Saved data entries
--------

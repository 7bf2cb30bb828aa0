//! The open, save-back, and delete flows.
//!
//! Each flow is one sequential pass: resolve, confirm with the user,
//! perform the remote call. Declining a confirmation cancels the flow
//! before any network traffic and leaves no side effects.

use std::path::{Path, PathBuf};

use thiserror::Error;
use tracing::info;

use jupyter_explorer_contents::ContentsError;

use crate::interaction::{Interaction, Severity};
use crate::language::language_id;
use crate::session::Session;

/// Failures a flow can hit; cancellation is an outcome, not an error.
#[derive(Debug, Error)]
pub enum FlowError {
    #[error(transparent)]
    Remote(#[from] ContentsError),

    #[error("failed to render remote content: {0}")]
    Render(#[from] serde_json::Error),

    #[error("failed to write {path}: {source}")]
    LocalIo {
        path: PathBuf,
        #[source]
        source: std::io::Error,
    },
}

/// How a flow ended. `Cancelled` means the user declined a confirmation;
/// the flow performed no remote call and changed nothing.
#[derive(Debug, PartialEq, Eq)]
pub enum FlowOutcome<T = ()> {
    Completed(T),
    Cancelled,
}

impl<T> FlowOutcome<T> {
    pub fn is_cancelled(&self) -> bool {
        matches!(self, Self::Cancelled)
    }
}

/// Local scratch copy produced by the open flow, with the language tag the
/// host should apply when opening it.
#[derive(Debug, PartialEq, Eq)]
pub struct OpenedFile {
    pub path: PathBuf,
    pub language: &'static str,
}

/// Download a remote file into `workspace_root` and hand it to the host.
///
/// An existing local file with the same name requires explicit
/// confirmation before being overwritten; the confirmation happens before
/// the fetch, so declining issues no request at all.
pub async fn open_file(
    session: &Session,
    interaction: &dyn Interaction,
    workspace_root: &Path,
    remote_path: &str,
) -> Result<FlowOutcome<OpenedFile>, FlowError> {
    let client = session.client()?;

    let file_name = remote_file_name(remote_path);
    let destination = workspace_root.join(file_name);

    if destination.exists() {
        let message = format!(
            "File {} already exists. Do you want to overwrite it?",
            destination.display()
        );
        if !interaction.confirm(&message).await {
            interaction.notify(Severity::Info, "File open operation cancelled.");
            return Ok(FlowOutcome::Cancelled);
        }
    }

    let content = client.get_content(remote_path).await?;
    let text = content.to_text()?;
    std::fs::write(&destination, text).map_err(|source| FlowError::LocalIo {
        path: destination.clone(),
        source,
    })?;

    info!(remote_path, local = %destination.display(), "downloaded remote file");
    interaction.notify(
        Severity::Info,
        &format!("Download completed in {}", destination.display()),
    );

    Ok(FlowOutcome::Completed(OpenedFile {
        language: language_id(file_name),
        path: destination,
    }))
}

/// Push local content back to the server.
///
/// The destination is the last listed directory (or the remote root when
/// nothing was listed yet) plus the local file's base name. The user sees
/// both paths before anything is sent.
pub async fn save_back(
    session: &Session,
    interaction: &dyn Interaction,
    local_path: &str,
    content: &str,
) -> Result<FlowOutcome, FlowError> {
    let client = session.client()?;
    let remote_path = resolve_remote_destination(&session.save_base(), local_path);

    let message = format!(
        "Are you sure you want to save the file?\nLocal Path: {local_path}\nRemote Path: {remote_path}"
    );
    if !interaction.confirm(&message).await {
        interaction.notify(Severity::Info, "File save operation cancelled.");
        return Ok(FlowOutcome::Cancelled);
    }

    client.put(&remote_path, content).await?;
    interaction.notify(
        Severity::Info,
        &format!("File saved to Jupyter Server. Path: {remote_path}"),
    );
    Ok(FlowOutcome::Completed(()))
}

/// Delete a remote file after explicit confirmation.
pub async fn delete_file(
    session: &Session,
    interaction: &dyn Interaction,
    remote_path: &str,
) -> Result<FlowOutcome, FlowError> {
    let client = session.client()?;

    let message = format!("Are you sure you want to delete the file {remote_path}?");
    if !interaction.confirm(&message).await {
        interaction.notify(Severity::Info, "File delete operation cancelled.");
        return Ok(FlowOutcome::Cancelled);
    }

    client.delete(remote_path).await?;
    interaction.notify(
        Severity::Info,
        &format!("File {remote_path} deleted successfully."),
    );
    Ok(FlowOutcome::Completed(()))
}

/// Remote destination for save-back: `<base>/<base name of local_path>`,
/// with Windows separators normalized to `/`.
pub fn resolve_remote_destination(base: &str, local_path: &str) -> String {
    format!("{}/{}", base.trim_end_matches('/'), local_file_name(local_path))
}

/// Final segment of a local path, treating `\` and `/` both as separators.
fn local_file_name(local_path: &str) -> String {
    let normalized = local_path.replace('\\', "/");
    normalized
        .rsplit('/')
        .next()
        .unwrap_or_default()
        .to_string()
}

/// Final segment of a remote path, defaulting to "untitled".
fn remote_file_name(remote_path: &str) -> &str {
    match remote_path.rsplit('/').next() {
        Some(name) if !name.is_empty() => name,
        _ => "untitled",
    }
}

#[cfg(test)]
mod tests {
    use super::*;

    #[test]
    fn windows_local_path_resolves_under_listed_directory() {
        assert_eq!(
            resolve_remote_destination("/a/b", "C:\\x\\report.ipynb"),
            "/a/b/report.ipynb"
        );
    }

    #[test]
    fn unix_local_path_resolves_the_same_way() {
        assert_eq!(
            resolve_remote_destination("work", "/home/me/notes.txt"),
            "work/notes.txt"
        );
    }

    #[test]
    fn trailing_slash_on_base_does_not_double() {
        assert_eq!(
            resolve_remote_destination("work/", "a.py"),
            "work/a.py"
        );
        assert_eq!(resolve_remote_destination("/", "a.py"), "/a.py");
    }

    #[test]
    fn remote_file_name_defaults_to_untitled() {
        assert_eq!(remote_file_name("work/train.py"), "train.py");
        assert_eq!(remote_file_name(""), "untitled");
        assert_eq!(remote_file_name("work/"), "untitled");
    }
}
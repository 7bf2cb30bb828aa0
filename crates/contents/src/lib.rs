//! Client for the Jupyter server Contents API (`api/contents/<path>`).
//!
//! This crate knows nothing about any editor host; it only speaks the wire
//! contract: list a directory, fetch a file, write a file, delete a file,
//! all authenticated with a static bearer token.

pub mod client;
pub mod error;
pub mod model;

pub use client::ContentsClient;
pub use error::ContentsError;
pub use model::{FileContent, RemoteEntry};
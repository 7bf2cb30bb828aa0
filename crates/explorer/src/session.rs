//! Per-session connection state.
//!
//! One `Session` replaces the ambient globals of a typical extension host:
//! it owns the connection settings, the lazily-built HTTP client, and the
//! single mutable "current directory" string used to resolve save-back
//! destinations. Flows receive it by reference instead of reaching for
//! shared statics.

use std::sync::{Arc, RwLock};

use jupyter_explorer_contents::{ContentsClient, ContentsError};

/// Connection settings, immutable for the lifetime of a connection.
#[derive(Debug, Clone)]
pub struct Connection {
    pub server_url: String,
    pub token: String,
    pub remote_root: String,
}

/// Live session state shared by the tree, the flows, and the filesystem
/// adapter.
///
/// `current_dir` is written on every successful listing and read by
/// save-back. Two flows racing on it can interleave; single-user
/// interactive use is sequential, so this is a documented limitation
/// rather than a locking policy.
pub struct Session {
    connection: RwLock<Option<Connection>>,
    client: RwLock<Option<Arc<ContentsClient>>>,
    current_dir: RwLock<Option<String>>,
}

impl Default for Session {
    fn default() -> Self {
        Self::new()
    }
}

impl Session {
    /// A disconnected session. Every remote operation fails with
    /// [`ContentsError::NotConnected`] until [`Self::set_connection`] runs.
    pub fn new() -> Self {
        Self {
            connection: RwLock::new(None),
            client: RwLock::new(None),
            current_dir: RwLock::new(None),
        }
    }

    /// Establish (or re-establish) the connection, rebuilding the HTTP
    /// client. Resets the current directory.
    pub fn set_connection(&self, connection: Connection) -> Result<(), ContentsError> {
        let client = ContentsClient::new(&connection.server_url, &connection.token)?;
        *self.client.write().unwrap() = Some(Arc::new(client));
        *self.connection.write().unwrap() = Some(connection);
        *self.current_dir.write().unwrap() = None;
        Ok(())
    }

    pub fn is_connected(&self) -> bool {
        self.client.read().unwrap().is_some()
    }

    /// Handle to the authenticated client, or `NotConnected`.
    pub fn client(&self) -> Result<Arc<ContentsClient>, ContentsError> {
        self.client
            .read()
            .unwrap()
            .clone()
            .ok_or(ContentsError::NotConnected)
    }

    /// Root path configured for this connection (`/` while disconnected).
    pub fn remote_root(&self) -> String {
        self.connection
            .read()
            .unwrap()
            .as_ref()
            .map_or_else(|| "/".to_string(), |c| c.remote_root.clone())
    }

    /// Last directory successfully listed, if any.
    pub fn current_dir(&self) -> Option<String> {
        self.current_dir.read().unwrap().clone()
    }

    /// Record the most recent successful listing.
    pub fn set_current_dir(&self, path: &str) {
        *self.current_dir.write().unwrap() = Some(path.to_string());
    }

    /// Base directory for save-back: the last listed directory, falling
    /// back to the remote root when nothing has been listed yet.
    pub fn save_base(&self) -> String {
        self.current_dir()
            .filter(|p| !p.is_empty())
            .unwrap_or_else(|| self.remote_root())
    }
}
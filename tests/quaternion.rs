extern crate assimp_interop;

use assimp_interop::*;
use std::f32;

#[test]
fn identity() {
    let q = Quaternion::identity();
    assert_eq!(q, Quaternion::new(1.0, 0.0, 0.0, 0.0));
    assert_eq!(q, Quaternion::default());
    assert_eq!(q.length(), 1.0);
}

#[test]
fn indexer_is_w_first() {
    let mut q = Quaternion::identity();
    q.set(0.5, 1.0, 2.0, 3.0);
    assert_eq!(q.get(0), 0.5);
    assert_eq!(q.get(1), 1.0);
    assert_eq!(q.get(2), 2.0);
    assert_eq!(q.get(3), 3.0);
}

#[test]
#[should_panic(expected = "out of range for Quaternion")]
fn indexer_out_of_range() {
    let q = Quaternion::identity();
    q.get(4);
}

#[test]
fn equals() {
    let q1 = Quaternion::new(1.0, 2.0, 3.0, 4.0);
    let q2 = Quaternion::new(1.0, 2.0, 3.0, 4.0);
    assert!(q1.eq(&q2));
    assert!(q1 == q2);
    assert!(q1 != Quaternion::identity());
    assert_eq!(q1.hash_code(), q2.hash_code());

    let nan = Quaternion::new(f32::NAN, 0.0, 0.0, 0.0);
    assert!(nan != nan);
}

#[test]
fn normalize() {
    // (2, 0, 0, 0) has length 2
    let mut q = Quaternion::new(2.0, 0.0, 0.0, 0.0);
    q.normalize();
    assert_eq!(q, Quaternion::identity());
}

#[test]
fn conjugate() {
    let mut q = Quaternion::new(1.0, 2.0, 3.0, 4.0);
    q.conjugate();
    assert_eq!(q, Quaternion::new(1.0, -2.0, -3.0, -4.0));
}

#[test]
fn hamilton_product() {
    let i = Quaternion::new(0.0, 1.0, 0.0, 0.0);
    let j = Quaternion::new(0.0, 0.0, 1.0, 0.0);
    let k = Quaternion::new(0.0, 0.0, 0.0, 1.0);

    assert_eq!(i * j, k);
    assert_eq!(j * i, Quaternion::new(0.0, 0.0, 0.0, -1.0));
    assert_eq!(i * i, Quaternion::new(-1.0, 0.0, 0.0, 0.0));

    let q = Quaternion::new(1.0, 2.0, 3.0, 4.0);
    assert_eq!(q * Quaternion::identity(), q);
    assert_eq!(Quaternion::identity() * q, q);
}

#[test]
fn product_is_pure() {
    let q = Quaternion::new(1.0, 2.0, 3.0, 4.0);
    let _ = q * q;
    assert_eq!(q, Quaternion::new(1.0, 2.0, 3.0, 4.0));
}

#[test]
fn display() {
    let q = Quaternion::new(1.0, 0.5, 0.0, -1.0);
    assert_eq!(format!("{}", q), "{W:1 X:0.5 Y:0 Z:-1}");
}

--------

#### AIM OF THE TASK:
Return every line from the entries above that includes the word "model".

#### YOUR SOLUTION:
pub mod model;
pub use model::{FileContent, RemoteEntry};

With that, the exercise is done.